Como cabeça do grupo, fato agora bem esclarecido a todos, determinou a Mudo a responsabilidade de providenciar armas, fazendo adaptações do que fosse possível e trabalhando em novas ideias para suprir as dificuldades na falta de armas de fogo.
Pedro seria o responsável para cuidar dos víveres e da água potável, itens indispensáveis para o sucesso do projeto. Teria de ser criativo para não faltar nada e, ao mesmo tempo, ser cuidadoso para não levar peso excessivo.
Para um primeiro encontro, concluíram como satisfatório.
As cartas estavam colocadas na mesa.
O jogo estava começando.
Maurício, que já trocava constantes olhares com Maria Auxiliadora e via com crescente alegria a evolução nas conversas com ela, chegou até a pensar em levá-la na fuga, mas, por medida de precaução, evitou tocar no assunto com ela.
Ainda não tinha certeza do que ia naquele coração tão rebelde da moça.
Além do mais, não era habitual levar mulheres num empreendimento daquele porte. Melhor aguardar e ir com cautela.

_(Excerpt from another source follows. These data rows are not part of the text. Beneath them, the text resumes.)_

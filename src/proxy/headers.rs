//! Header construction, client identity, and hop-by-hop stripping.
//!
//! [`build_forward_headers`] clones the inbound client headers, strips
//! hop-by-hop headers, rewrites `Host` to the target authority, and adds
//! proxy provenance (`X-Forwarded-For`, `X-Forwarded-Host`,
//! `X-Forwarded-Proto`, `X-Correlation-Id`). [`resolve_client_ip`]
//! derives the originating address from forwarding headers or the
//! transport peer.

use std::net::SocketAddr;
use std::sync::LazyLock;

use axum::http::{HeaderMap, HeaderName, HeaderValue};
use url::Url;

static HOP_BY_HOP: LazyLock<Vec<HeaderName>> = LazyLock::new(|| {
    [
        "connection",
        "keep-alive",
        "transfer-encoding",
        "te",
        "trailer",
        "upgrade",
        "proxy-authorization",
        "proxy-authenticate",
    ]
    .iter()
    .filter_map(|name| name.parse::<HeaderName>().ok())
    .collect()
});

/// Strip hop-by-hop headers from an upstream response before relaying.
///
/// `Content-Length` stays: the body is streamed through unchanged, so
/// the upstream framing remains accurate.
pub fn strip_response_hop_by_hop(headers: &mut HeaderMap) {
    for name in HOP_BY_HOP.iter() {
        headers.remove(name);
    }
}

/// Resolve the originating client address for an inbound request.
///
/// Precedence: first comma-separated `X-Forwarded-For` token, then
/// `X-Real-IP`, then the transport peer address with the port stripped.
/// Never fails.
#[must_use]
pub fn resolve_client_ip(headers: &HeaderMap, peer: SocketAddr) -> String {
    if let Some(forwarded) = headers.get("x-forwarded-for").and_then(|v| v.to_str().ok()) {
        if let Some(first) = forwarded.split(',').next() {
            let first = first.trim();
            if !first.is_empty() {
                return first.to_string();
            }
        }
    }

    if let Some(real_ip) = headers.get("x-real-ip").and_then(|v| v.to_str().ok()) {
        if !real_ip.is_empty() {
            return real_ip.to_string();
        }
    }

    peer.ip().to_string()
}

/// Scheme reported downstream via `X-Forwarded-Proto`.
///
/// This listener does not terminate TLS, so the inbound leg is plain
/// HTTP; a client-supplied `X-Forwarded-Proto` (from a proxy in front
/// of us) passes through, otherwise `"http"`.
#[must_use]
pub fn forwarded_proto(headers: &HeaderMap) -> &str {
    headers
        .get("x-forwarded-proto")
        .and_then(|v| v.to_str().ok())
        .filter(|v| !v.is_empty())
        .unwrap_or("http")
}

pub fn build_forward_headers(
    original: &HeaderMap,
    client_ip: &str,
    target_url: &Url,
    correlation_id: &str,
) -> HeaderMap {
    let mut headers = original.clone();

    // Strip hop-by-hop
    for header_name in HOP_BY_HOP.iter() {
        headers.remove(header_name);
    }

    // X-Forwarded-Host carries the Host the client targeted, captured
    // before the rewrite below.
    let original_host = original.get("host").cloned();

    // Rewrite Host to the target authority
    if let Some(host) = target_url.host_str() {
        let host_value = target_url
            .port()
            .map_or_else(|| host.to_string(), |port| format!("{host}:{port}"));
        if let Ok(val) = HeaderValue::from_str(&host_value) {
            headers.insert("host", val);
        }
    }

    // X-Forwarded-For: append to chain
    let xff = headers
        .get("x-forwarded-for")
        .and_then(|v| v.to_str().ok())
        .map_or_else(
            || client_ip.to_string(),
            |existing| format!("{existing}, {client_ip}"),
        );
    if let Ok(val) = HeaderValue::from_str(&xff) {
        headers.insert("x-forwarded-for", val);
    }

    if let Some(host) = original_host {
        headers.insert("x-forwarded-host", host);
    }

    let proto = forwarded_proto(original);
    if let Ok(val) = HeaderValue::from_str(proto) {
        headers.insert("x-forwarded-proto", val);
    }

    // Correlation ID
    if let Ok(val) = HeaderValue::from_str(correlation_id) {
        headers.insert("x-correlation-id", val);
    }

    headers
}

#[cfg(test)]
mod tests {
    use super::*;

    fn peer() -> SocketAddr {
        "10.0.0.1:54321".parse().unwrap()
    }

    #[test]
    fn resolves_first_forwarded_for_token() {
        let mut headers = HeaderMap::new();
        headers.insert("x-forwarded-for", "1.2.3.4, 5.6.7.8".parse().unwrap());
        headers.insert("x-real-ip", "9.9.9.9".parse().unwrap());

        assert_eq!(resolve_client_ip(&headers, peer()), "1.2.3.4");
    }

    #[test]
    fn falls_back_to_real_ip() {
        let mut headers = HeaderMap::new();
        headers.insert("x-real-ip", "9.9.9.9".parse().unwrap());

        assert_eq!(resolve_client_ip(&headers, peer()), "9.9.9.9");
    }

    #[test]
    fn falls_back_to_peer_without_port() {
        let headers = HeaderMap::new();
        assert_eq!(resolve_client_ip(&headers, peer()), "10.0.0.1");
    }

    #[test]
    fn strips_hop_by_hop() {
        let mut original = HeaderMap::new();
        original.insert("connection", "keep-alive".parse().unwrap());
        original.insert("content-type", "application/json".parse().unwrap());

        let target = Url::parse("http://target:8080").unwrap();
        let result = build_forward_headers(&original, "10.0.0.1", &target, "test-id");

        assert!(result.get("connection").is_none());
        assert!(result.get("content-type").is_some());
    }

    #[test]
    fn rewrites_host() {
        let mut original = HeaderMap::new();
        original.insert("host", "proxy.example.com".parse().unwrap());

        let target = Url::parse("http://backend:9090/ignored").unwrap();
        let result = build_forward_headers(&original, "10.0.0.1", &target, "test-id");

        assert_eq!(result.get("host").unwrap(), "backend:9090");
        assert_eq!(result.get("x-forwarded-host").unwrap(), "proxy.example.com");
    }

    #[test]
    fn sets_x_forwarded_for_when_absent() {
        let original = HeaderMap::new();
        let target = Url::parse("http://target:8080").unwrap();
        let result = build_forward_headers(&original, "10.0.0.1", &target, "test-id");

        assert_eq!(result.get("x-forwarded-for").unwrap(), "10.0.0.1");
    }

    #[test]
    fn appends_x_forwarded_for() {
        let mut original = HeaderMap::new();
        original.insert("x-forwarded-for", "1.2.3.4".parse().unwrap());

        let target = Url::parse("http://target:8080").unwrap();
        let result = build_forward_headers(&original, "10.0.0.1", &target, "test-id");

        assert_eq!(result.get("x-forwarded-for").unwrap(), "1.2.3.4, 10.0.0.1");
    }

    #[test]
    fn proto_defaults_to_http() {
        let original = HeaderMap::new();
        let target = Url::parse("https://target:8443").unwrap();
        let result = build_forward_headers(&original, "10.0.0.1", &target, "test-id");

        assert_eq!(result.get("x-forwarded-proto").unwrap(), "http");
    }

    #[test]
    fn proto_passes_through_existing_value() {
        let mut original = HeaderMap::new();
        original.insert("x-forwarded-proto", "https".parse().unwrap());

        let target = Url::parse("http://target:8080").unwrap();
        let result = build_forward_headers(&original, "10.0.0.1", &target, "test-id");

        assert_eq!(result.get("x-forwarded-proto").unwrap(), "https");
    }

    #[test]
    fn sets_correlation_id() {
        let original = HeaderMap::new();
        let target = Url::parse("http://target:8080").unwrap();
        let result = build_forward_headers(&original, "10.0.0.1", &target, "my-correlation-id");

        assert_eq!(result.get("x-correlation-id").unwrap(), "my-correlation-id");
    }

    #[test]
    fn response_strip_keeps_content_length() {
        let mut headers = HeaderMap::new();
        headers.insert("transfer-encoding", "chunked".parse().unwrap());
        headers.insert("content-length", "42".parse().unwrap());

        strip_response_hop_by_hop(&mut headers);

        assert!(headers.get("transfer-encoding").is_none());
        assert_eq!(headers.get("content-length").unwrap(), "42");
    }
}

Maurício determinou que cada um procurasse seu local de repouso com os devidos cuidados para não despertar a menor suspeita.
Um novo dia logo estaria despontando no horizonte. Apesar de saberem que seria mais um dia de trabalho duro e de se sentirem exaustos, estavam felizes pelo primeiro passo em busca do sonho de liberdade.
Maurício tinha o cérebro em turbulência.
Inquieto, pensava ao mesmo tempo na fuga, em Maria Auxiliadora, nas lutas, no trabalho pesado. Era muita coisa para relaxar e logo adormecer. O sono tranquilo nessas alturas estava muito distante.